Elon Musk has plans to connect our brains to computers.
Neuralink, the Tesla and SpaceX CEO’s new startup, will explore “neural lace” technology, the implanting of electrodes in the brain, to help human beings merge with software and keep pace with advancements in artificial intelligence. A wireless brain-computer interface would have the capacity to augment natural intelligence by downloading or uploading thoughts to or from a computer.
Neuralink was registered as a “medical research” company in California last July and does not yet have a public presence. While Musk has not made an official announcement, he confirmed via Twitter that there will be more news on Neuralink within the next week.
Long Neuralink piece coming out on @waitbutwhy in about a week. Difficult to dedicate the time, but existential risk is too high not to.
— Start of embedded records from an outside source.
//! The pure transition tuple consumed by introspection.

use super::event::EventMatcher;
use super::value::StateValue;
use serde::{Deserialize, Serialize};

/// A single outgoing transition, projected to pure data.
///
/// This is the shape the introspection engine enumerates: where the
/// transition leaves from, what it matches, where it lands, and whether a
/// guard is attached. Guard presence is carried as a flag only; the
/// predicate itself stays with the machine definition and is never
/// evaluated during enumeration.
#[derive(Clone, PartialEq, Debug, Serialize, Deserialize)]
pub struct TransitionEdge {
    /// State value the transition is declared on.
    pub source: StateValue,
    /// Event matcher, concrete or catch-all.
    pub event: EventMatcher,
    /// State value the transition lands on. Internal transitions land on
    /// their own source.
    pub target: StateValue,
    /// Whether a guard predicate is attached.
    pub guarded: bool,
}

impl TransitionEdge {
    pub fn new(
        source: impl Into<StateValue>,
        event: EventMatcher,
        target: impl Into<StateValue>,
        guarded: bool,
    ) -> Self {
        TransitionEdge {
            source: source.into(),
            event,
            target: target.into(),
            guarded,
        }
    }
}

#[cfg(test)]
mod tests {
    use super::*;

    #[test]
    fn edge_holds_tuple_fields() {
        let edge = TransitionEdge::new(
            "inactive",
            EventMatcher::named("TOGGLE"),
            "active",
            false,
        );

        assert_eq!(edge.source, StateValue::from("inactive"));
        assert_eq!(edge.event, EventMatcher::named("TOGGLE"));
        assert_eq!(edge.target, StateValue::from("active"));
        assert!(!edge.guarded);
    }

    #[test]
    fn edge_serializes_for_diagnostics() {
        let edge = TransitionEdge::new("a", EventMatcher::Wildcard, "b", true);
        let json = serde_json::to_value(&edge).unwrap();
        assert_eq!(json["source"], "a");
        assert_eq!(json["guarded"], true);
    }
}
— Elon Musk (@elonmusk) March 28, 2017
Musk has advocated for the technology concept before and has said a neural lace could work “well and symbiotically” with a human body. He cautioned that humans risk becoming obsolete without a neural lace to compete in a world transformed by artificial intelligence.
“I don’t love the idea of being a house cat, but what’s the solution? I think one of the solutions that seems maybe the best is to add an AI layer,” Musk said at last year’s Code Conference. “Something I think is going to be quite important—I don’t know of a company that’s working on it seriously—is a neural lace.”
More recently, Musk told an audience at the World Government Summit in Dubai that he thinks “we will probably see a closer merger of biological intelligence and digital intelligence.” He added that “it’s mostly about the bandwidth, the speed of the connection between your brain and the digital version of yourself, particularly output.”
Science fiction author Iain M. Banks first described the concept of a neural lace in his Culture novels, envisioning a mesh that would mold to a human brain and allow neurons to be programmed. Nearly 60 years ago, computer scientist J.C.R. Licklider expanded on a theory of “cooperative interaction between men and electronic computers.”
“The hope is that, in not too many years, human brains and computing machines will be coupled together very tightly,” Licklider wrote in Man-Computer Symbiosis, “and that the resulting partnership will think as no human brain has ever thought and process data in a way not approached by the information-handling machines we know today.”
A team led by Harvard University researcher Charles Lieber described a version of the brain-computer interface in a paper published in Nature Nanotechnology in 2015. “We’re trying to blur the distinction between electronic circuits and neural circuits,” Lieber said at the time, describing a “flexible circuit” that could be injected into the brains of living mice to interact with their neurons. “We have to walk before we can run, but we think we can really revolutionize our ability to interface with the brain.”